Twelve D-Branch members, including British Army officers, Royal Irish Constabulary officers and a civilian informer (although some victims' links to the British establishment have been contested), were simultaneously assassinated in Dublin on the early morning of Sunday 21 November 1920 by the IRA assassination unit known as The Squad. The operation was a meticulously planned decapitation strike masterminded by Michael Collins.
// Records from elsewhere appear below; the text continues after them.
//! Structural parser cascade.
//!
//! A raw input may be a bare release name or a whole path. Path segments are
//! tried last-to-first — the filename is the most specific hint, but parent
//! folders often carry the real series name and year when the filename is
//! abbreviated. The first segment yielding a strong structural signal wins
//! and the remaining segments are discarded.

use reelid_common::MediaKind;
use reelid_parser::{parse, MediaType};
use tracing::debug;

use super::normalize::normalize;

/// Best-effort structured hint recovered from one raw name.
#[derive(Debug, Clone)]
pub struct ParsedHint {
    /// Cleaned, lower-cased title ready for retrieval.
    pub title: String,
    /// Season number, when a marker was found.
    pub season: Option<u32>,
    /// Episode number, when a marker was found.
    pub episode: Option<u32>,
    /// Release year, when present.
    pub year: Option<u16>,
    /// What the parser thought the name was.
    pub kind_hint: MediaType,
}

impl ParsedHint {
    /// Decide movie vs. series.
    ///
    /// An explicit parser verdict wins. Otherwise a season OR an episode —
    /// either alone — implies a series: season packs carry no episode, and
    /// absolute-numbered releases carry no season. Everything else is a
    /// movie.
    pub fn kind(&self) -> MediaKind {
        match self.kind_hint {
            MediaType::Series => MediaKind::Series,
            MediaType::Movie => MediaKind::Movie,
            MediaType::Unknown => {
                if self.season.is_some() || self.episode.is_some() {
                    MediaKind::Series
                } else {
                    MediaKind::Movie
                }
            }
        }
    }
}

/// Run the cascade over a raw name or path.
///
/// Returns `None` when no segment yields any structural signal — the
/// fast, free failure path taken before any network call.
pub fn parse_hint(raw: &str) -> Option<ParsedHint> {
    for segment in raw.split(['/', '\\']).rev() {
        let cleaned = normalize(segment);
        if cleaned.is_empty() {
            continue;
        }

        // The parser tries series-shaped markers first and falls back to
        // movie-shaped year/tag extraction on its own.
        let parsed = parse(&cleaned);
        if !parsed.has_structural_signal() {
            continue;
        }

        debug!(
            segment = segment,
            title = %parsed.title,
            season = ?parsed.season,
            episode = ?parsed.episode,
            year = ?parsed.year,
            "cascade found structural signal"
        );

        return Some(ParsedHint {
            title: parsed.title.clone(),
            season: parsed.season,
            episode: parsed.episode,
            year: parsed.year,
            kind_hint: parsed.media_type,
        });
    }

    None
}

#[cfg(test)]
mod tests {
    use super::*;

    #[test]
    fn test_movie_name() {
        let hint = parse_hint("The.Matrix.1999.1080p.BluRay.x264").unwrap();
        assert_eq!(hint.title, "the matrix");
        assert_eq!(hint.year, Some(1999));
        assert_eq!(hint.kind(), MediaKind::Movie);
        assert_eq!(hint.season, None);
        assert_eq!(hint.episode, None);
    }

    #[test]
    fn test_series_episode() {
        let hint = parse_hint("Show.Name.S02E05.1080p").unwrap();
        assert_eq!(hint.title, "show name");
        assert_eq!(hint.season, Some(2));
        assert_eq!(hint.episode, Some(5));
        assert_eq!(hint.kind(), MediaKind::Series);
    }

    #[test]
    fn test_season_pack_implies_series() {
        let hint = parse_hint("Show.Name.S01.COMPLETE").unwrap();
        assert_eq!(hint.season, Some(1));
        assert_eq!(hint.episode, None);
        assert_eq!(hint.kind(), MediaKind::Series);
    }

    #[test]
    fn test_filename_tried_before_folders() {
        let hint = parse_hint("/downloads/Some Folder/Show.S03E07.720p.mkv").unwrap();
        assert_eq!(hint.title, "show");
        assert_eq!(hint.season, Some(3));
        assert_eq!(hint.episode, Some(7));
    }

    #[test]
    fn test_folder_rescues_unparseable_filename() {
        // The filename is junk; the parent folder carries the structure.
        let hint = parse_hint("The.Movie.2018.1080p.WEB-DL/episode-dump").unwrap();
        assert_eq!(hint.title, "the movie");
        assert_eq!(hint.year, Some(2018));
        assert_eq!(hint.kind(), MediaKind::Movie);
    }

    #[test]
    fn test_no_signal_fails_fast() {
        assert!(parse_hint("notes about dinner").is_none());
        assert!(parse_hint("").is_none());
        assert!(parse_hint("///").is_none());
    }

    #[test]
    fn test_tag_only_name_defaults_to_movie() {
        let hint = parse_hint("Some.Title.720p").unwrap();
        assert_eq!(hint.kind(), MediaKind::Movie);
    }
}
The 14 deaths were the first killings of what was later dubbed Bloody Sunday.

Tim Pat Coogan's biography of Michael Collins asserts that the "nom de guerre" of the British unit derived from a common history of service in the Middle East, but that is disputed by some Irish historians, such as Conor Cruise O'Brien, and it has been suggested that they received the name because they often held meetings at Cafe Cairo, at 59 Grafton Street in Dublin. Earlier books on the 1919–1923 period do not refer to the Cairo Gang by that name.

==Background==
By 1920, the IRA's Dublin headquarters, under the direction of Michael Collins, had, through assassination and intelligence penetration, eliminated the G Division of the Dublin Metropolitan Police, previously the mainstay of the Crown's intelligence operations against Irish Republicans. The Dublin Castle administration, the headquarters of the British government in Ireland, were forced to look for external intelligence support.
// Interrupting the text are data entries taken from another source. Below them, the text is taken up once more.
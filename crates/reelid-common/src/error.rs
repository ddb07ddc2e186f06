//! Common error types used throughout reelid.
//!
//! This module provides a unified error type that covers the failure classes
//! of the resolution pipeline: missing records, backend faults, storage
//! faults, invalid input, and cached records that violate integrity
//! expectations.

/// Common error type for reelid.
#[derive(Debug, thiserror::Error)]
pub enum Error {
    /// The requested record was not found.
    #[error("Not found: {0}")]
    NotFound(String),

    /// A call to the retrieval backend failed or returned a malformed
    /// response.
    #[error("Backend error: {0}")]
    Backend(String),

    /// A cache storage operation failed.
    #[error("Storage error: {0}")]
    Storage(String),

    /// An I/O operation failed.
    #[error("IO error: {0}")]
    Io(#[from] std::io::Error),

    /// Invalid input was provided.
    #[error("Invalid input: {0}")]
    InvalidInput(String),

    /// A stored record is missing fields the caller requires (e.g. a show
    /// record without a numeric backend id).
    #[error("Data integrity fault: {0}")]
    DataIntegrity(String),

    /// An internal error occurred.
    #[error("Internal error: {0}")]
    Internal(String),
}

impl Error {
    /// Create a new NotFound error.
    pub fn not_found<S: Into<String>>(msg: S) -> Self {
        Self::NotFound(msg.into())
    }

    /// Create a new Backend error.
    pub fn backend<S: Into<String>>(msg: S) -> Self {
        Self::Backend(msg.into())
    }

    /// Create a new Storage error.
    pub fn storage<S: Into<String>>(msg: S) -> Self {
        Self::Storage(msg.into())
    }

    /// Create a new InvalidInput error.
    pub fn invalid_input<S: Into<String>>(msg: S) -> Self {
        Self::InvalidInput(msg.into())
    }

    /// Create a new DataIntegrity error.
    pub fn integrity<S: Into<String>>(msg: S) -> Self {
        Self::DataIntegrity(msg.into())
    }

    /// Create a new Internal error.
    pub fn internal<S: Into<String>>(msg: S) -> Self {
        Self::Internal(msg.into())
    }
}

/// Result type alias using the common Error type.
pub type Result<T> = std::result::Result<T, Error>;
In January 1920, the British Army Intelligence Centre in Ireland formed a special plain-clothes unit of 18 to 20 demobilised ex-army officers, and some officers still on active duty, to conduct clandestine operations against the IRA. The officers received training in London, most likely under the supervision of Special Branch, which had been part of Britain's Directorate of Home Intelligence since February 1919. They may also have received some training from MI5 officers and former officers working for Special Branch.

Army Centre in Dublin hoped these officers could eventually be deployed to the provinces to support its 5th and 6th Division intelligence staff, but it decided to keep the unit in Dublin, at the Dublin District Division, commanded by Boyd. It was known officially as the Dublin District Special Branch (DDSB) and also as D Branch. In May 1920, Lieutenant Colonel Walter Wilson arrived in Dublin to take command of D Branch.
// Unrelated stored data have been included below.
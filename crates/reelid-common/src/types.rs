//! Shared enums for the resolution pipeline.

use std::fmt;
use std::str::FromStr;

use serde::{Deserialize, Serialize};

/// The kind of media a candidate or resolved record refers to.
///
/// Serialized with the wire names the HTTP surface uses (`movie`/`series`).
#[derive(Debug, Clone, Copy, PartialEq, Eq, Hash, Serialize, Deserialize)]
#[serde(rename_all = "lowercase")]
pub enum MediaKind {
    Movie,
    Series,
}

impl MediaKind {
    /// `true` for kinds that carry season/episode structure.
    #[must_use]
    pub fn is_episodic(&self) -> bool {
        matches!(self, Self::Series)
    }
}

impl fmt::Display for MediaKind {
    fn fmt(&self, f: &mut fmt::Formatter<'_>) -> fmt::Result {
        match self {
            Self::Movie => write!(f, "movie"),
            Self::Series => write!(f, "series"),
        }
    }
}

impl FromStr for MediaKind {
    type Err = String;

    fn from_str(s: &str) -> std::result::Result<Self, Self::Err> {
        match s.to_ascii_lowercase().as_str() {
            "movie" => Ok(Self::Movie),
            "series" | "tv" | "tvshow" => Ok(Self::Series),
            _ => Err(format!("Unknown media kind: {s}")),
        }
    }
}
Following the events of Bloody Sunday, 21 November 1920, when twelve D Branch officers were assassinated by the IRA under the command of Michael Collins, D Branch was transferred to the command of Brigadier-General Sir Ormonde Winter in January 1921. Winter had been placed in charge of a new police intelligence unit, the Combined Intelligence Service, in May 1920, and his charter was to set up a central intelligence clearing house the better to collate army and police intelligence. Those members of D Branch who survived Bloody Sunday were very unhappy to be transferred from army command to CIS command and, for the next six months, until the Truce of July 1921, D Branch continued to maintain regular contact with the Army Intelligence Centre while undertaking missions for Winter's CIS.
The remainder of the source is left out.